= Assignment =
Each entry needs to appear again, retyped exactly as it is below.

= Dataset entries =
*** Block opens ***

//! Request id assignment.

use http::header::{HeaderName, HeaderValue};
use uuid::Uuid;

use super::{Middleware, Next};
use crate::handler::BoxFuture;
use crate::request::Request;

/// Header carrying the request id in both directions.
pub const X_REQUEST_ID: HeaderName = HeaderName::from_static("x-request-id");

/// The id of the current request, stored in the request extensions.
///
/// Read it with [`Request::request_id`](crate::Request::request_id).
#[derive(Clone, Debug, PartialEq, Eq)]
pub struct RequestId(String);

impl RequestId {
    pub fn as_str(&self) -> &str {
        &self.0
    }
}

/// Reuses an inbound `x-request-id` when the client sent a usable one,
/// otherwise generates a UUID v4. The id is echoed on the response.
#[derive(Clone, Copy, Debug, Default)]
pub struct RequestIdLayer;

impl Middleware for RequestIdLayer {
    fn handle(&self, mut req: Request, next: Next) -> BoxFuture {
        let id = req
            .header(X_REQUEST_ID.as_str())
            .map(str::trim)
            .filter(|id| !id.is_empty())
            .map_or_else(|| Uuid::new_v4().to_string(), str::to_owned);
        req.extensions_mut().insert(RequestId(id.clone()));

        Box::pin(async move {
            let mut res = next.run(req).await;
            if let Ok(value) = HeaderValue::try_from(id) {
                res.headers_mut().insert(X_REQUEST_ID, value);
            }
            res
        })
    }
}

#[cfg(test)]
mod tests {
    use std::sync::Arc;

    use bytes::Bytes;

    use super::*;
    use crate::handler::Handler;

    async fn run(req: http::Request<Bytes>) -> (String, Option<String>) {
        let endpoint = (|req: Request| async move {
            req.request_id().unwrap_or_default().to_owned()
        })
        .into_boxed_handler();
        let chain: Arc<[Arc<dyn Middleware>]> = Arc::new([Arc::new(RequestIdLayer) as Arc<dyn Middleware>]);
        let res = Next::new(chain, endpoint).run(Request::from_http(req)).await;
        let seen = String::from_utf8(res.body().to_vec()).unwrap();
        (seen, res.header("x-request-id").map(str::to_owned))
    }

    #[tokio::test]
    async fn propagates_inbound_id() {
        let req = http::Request::builder().header("x-request-id", "abc-123").body(Bytes::new()).unwrap();
        let (seen, echoed) = run(req).await;
        assert_eq!(seen, "abc-123");
        assert_eq!(echoed.as_deref(), Some("abc-123"));
    }

    #[tokio::test]
    async fn generates_uuid_when_missing() {
        let (seen, echoed) = run(http::Request::new(Bytes::new())).await;
        assert!(Uuid::parse_str(&seen).is_ok());
        assert_eq!(echoed, Some(seen));
    }
}
//! Post persistence.
//!
//! Handlers only see [`PostStore`]. Production wires in
//! [`PgPostStore`](postgres::PgPostStore); tests and local runs can use
//! [`MemoryPostStore`](memory::MemoryPostStore). Both honour the same
//! contract:
//!
//! - ids come from the caller (handlers generate them), timestamps from the
//!   store;
//! - `updated_at` is refreshed on every update;
//! - a lookup or update that matches no row is [`StoreError::NotFound`];
//! - delete reports the affected row count instead of failing on a miss.

use async_trait::async_trait;
use chrono::{DateTime, Utc};
use serde::{Deserialize, Serialize};
use uuid::Uuid;

pub mod memory;
pub mod postgres;

pub use memory::MemoryPostStore;
pub use postgres::PgPostStore;

/// A stored post.
#[derive(Clone, Debug, PartialEq, Eq, Serialize, Deserialize, sqlx::FromRow)]
pub struct Post {
    pub id: Uuid,
    pub title: String,
    pub description: Option<String>,
    pub created_at: DateTime<Utc>,
    pub updated_at: DateTime<Utc>,
}

/// Insert parameters.
#[derive(Clone, Debug, PartialEq, Eq)]
pub struct CreatePost {
    pub id: Uuid,
    pub title: String,
    pub description: Option<String>,
}

/// Update parameters. `description: None` clears the column.
#[derive(Clone, Debug, PartialEq, Eq)]
pub struct UpdatePost {
    pub id: Uuid,
    pub title: String,
    pub description: Option<String>,
}

#[derive(Debug, thiserror::Error)]
pub enum StoreError {
    #[error("no rows in result set")]
    NotFound,

    #[error(transparent)]
    Database(sqlx::Error),
}

impl From<sqlx::Error> for StoreError {
    fn from(err: sqlx::Error) -> Self {
        match err {
            sqlx::Error::RowNotFound => Self::NotFound,
            other => Self::Database(other),
        }
    }
}

/// The capability set handlers need from persistence.
///
/// Implementations are shared across every in-flight request and must be
/// safe for concurrent use without extra locking in the handler layer.
#[async_trait]
pub trait PostStore: Send + Sync + 'static {
    async fn create_post(&self, params: CreatePost) -> Result<Post, StoreError>;
    async fn list_posts(&self) -> Result<Vec<Post>, StoreError>;
    async fn get_post(&self, id: Uuid) -> Result<Post, StoreError>;
    async fn update_post(&self, params: UpdatePost) -> Result<Post, StoreError>;
    /// Number of rows removed: `0` when nothing matched.
    async fn delete_post(&self, id: Uuid) -> Result<u64, StoreError>;
}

*** Block closes ***

= Response to the exercise =
//! Request id assignment.

use http::header::{HeaderName, HeaderValue};
use uuid::Uuid;

use super::{Middleware, Next};
use crate::handler::BoxFuture;
use crate::request::Request;

/// Header carrying the request id in both directions.
pub const X_REQUEST_ID: HeaderName = HeaderName::from_static("x-request-id");

/// The id of the current request, stored in the request extensions.
///
/// Read it with [`Request::request_id`](crate::Request::request_id).
#[derive(Clone, Debug, PartialEq, Eq)]
pub struct RequestId(String);

impl RequestId {
    pub fn as_str(&self) -> &str {
        &self.0
    }
}

/// Reuses an inbound `x-request-id` when the client sent a usable one,
/// otherwise generates a UUID v4. The id is echoed on the response.
#[derive(Clone, Copy, Debug, Default)]
pub struct RequestIdLayer;

impl Middleware for RequestIdLayer {
    fn handle(&self, mut req: Request, next: Next) -> BoxFuture {
        let id = req
            .header(X_REQUEST_ID.as_str())
            .map(str::trim)
            .filter(|id| !id.is_empty())
            .map_or_else(|| Uuid::new_v4().to_string(), str::to_owned);
        req.extensions_mut().insert(RequestId(id.clone()));

        Box::pin(async move {
            let mut res = next.run(req).await;
            if let Ok(value) = HeaderValue::try_from(id) {
                res.headers_mut().insert(X_REQUEST_ID, value);
            }
            res
        })
    }
}

#[cfg(test)]
mod tests {
    use std::sync::Arc;

    use bytes::Bytes;

    use super::*;
    use crate::handler::Handler;

    async fn run(req: http::Request<Bytes>) -> (String, Option<String>) {
        let endpoint = (|req: Request| async move {
            req.request_id().unwrap_or_default().to_owned()
        })
        .into_boxed_handler();
        let chain: Arc<[Arc<dyn Middleware>]> = Arc::new([Arc::new(RequestIdLayer) as Arc<dyn Middleware>]);
        let res = Next::new(chain, endpoint).run(Request::from_http(req)).await;
        let seen = String::from_utf8(res.body().to_vec()).unwrap();
        (seen, res.header("x-request-id").map(str::to_owned))
    }

    #[tokio::test]
    async fn propagates_inbound_id() {
        let req = http::Request::builder().header("x-request-id", "abc-123").body(Bytes::new()).unwrap();
        let (seen, echoed) = run(req).await;
        assert_eq!(seen, "abc-123");
        assert_eq!(echoed.as_deref(), Some("abc-123"));
    }

    #[tokio::test]
    async fn generates_uuid_when_missing() {
        let (seen, echoed) = run(http::Request::new(Bytes::new())).await;
        assert!(Uuid::parse_str(&seen).is_ok());
        assert_eq!(echoed, Some(seen));
    }
}
//! Post persistence.
//!
//! Handlers only see [`PostStore`]. Production wires in
//! [`PgPostStore`](postgres::PgPostStore); tests and local runs can use
//! [`MemoryPostStore`](memory::MemoryPostStore). Both honour the same
//! contract:
//!
//! - ids come from the caller (handlers generate them), timestamps from the
//!   store;
//! - `updated_at` is refreshed on every update;
//! - a lookup or update that matches no row is [`StoreError::NotFound`];
//! - delete reports the affected row count instead of failing on a miss.

use async_trait::async_trait;
use chrono::{DateTime, Utc};
use serde::{Deserialize, Serialize};
use uuid::Uuid;

pub mod memory;
pub mod postgres;

pub use memory::MemoryPostStore;
pub use postgres::PgPostStore;

/// A stored post.
#[derive(Clone, Debug, PartialEq, Eq, Serialize, Deserialize, sqlx::FromRow)]
pub struct Post {
    pub id: Uuid,
    pub title: String,
    pub description: Option<String>,
    pub created_at: DateTime<Utc>,
    pub updated_at: DateTime<Utc>,
}

/// Insert parameters.
#[derive(Clone, Debug, PartialEq, Eq)]
pub struct CreatePost {
    pub id: Uuid,
    pub title: String,
    pub description: Option<String>,
}

/// Update parameters. `description: None` clears the column.
#[derive(Clone, Debug, PartialEq, Eq)]
pub struct UpdatePost {
    pub id: Uuid,
    pub title: String,
    pub description: Option<String>,
}

#[derive(Debug, thiserror::Error)]
pub enum StoreError {
    #[error("no rows in result set")]
    NotFound,

    #[error(transparent)]
    Database(sqlx::Error),
}

impl From<sqlx::Error> for StoreError {
    fn from(err: sqlx::Error) -> Self {
        match err {
            sqlx::Error::RowNotFound => Self::NotFound,
            other => Self::Database(other),
        }
    }
}

/// The capability set handlers need from persistence.
///
/// Implementations are shared across every in-flight request and must be
/// safe for concurrent use without extra locking in the handler layer.
#[async_trait]
pub trait PostStore: Send + Sync + 'static {
    async fn create_post(&self, params: CreatePost) -> Result<Post, StoreError>;
    async fn list_posts(&self) -> Result<Vec<Post>, StoreError>;
    async fn get_post(&self, id: Uuid) -> Result<Post, StoreError>;
    async fn update_post(&self, params: UpdatePost) -> Result<Post, StoreError>;
    /// Number of rows removed: `0` when nothing matched.
    async fn delete_post(&self, id: Uuid) -> Result<u64, StoreError>;
}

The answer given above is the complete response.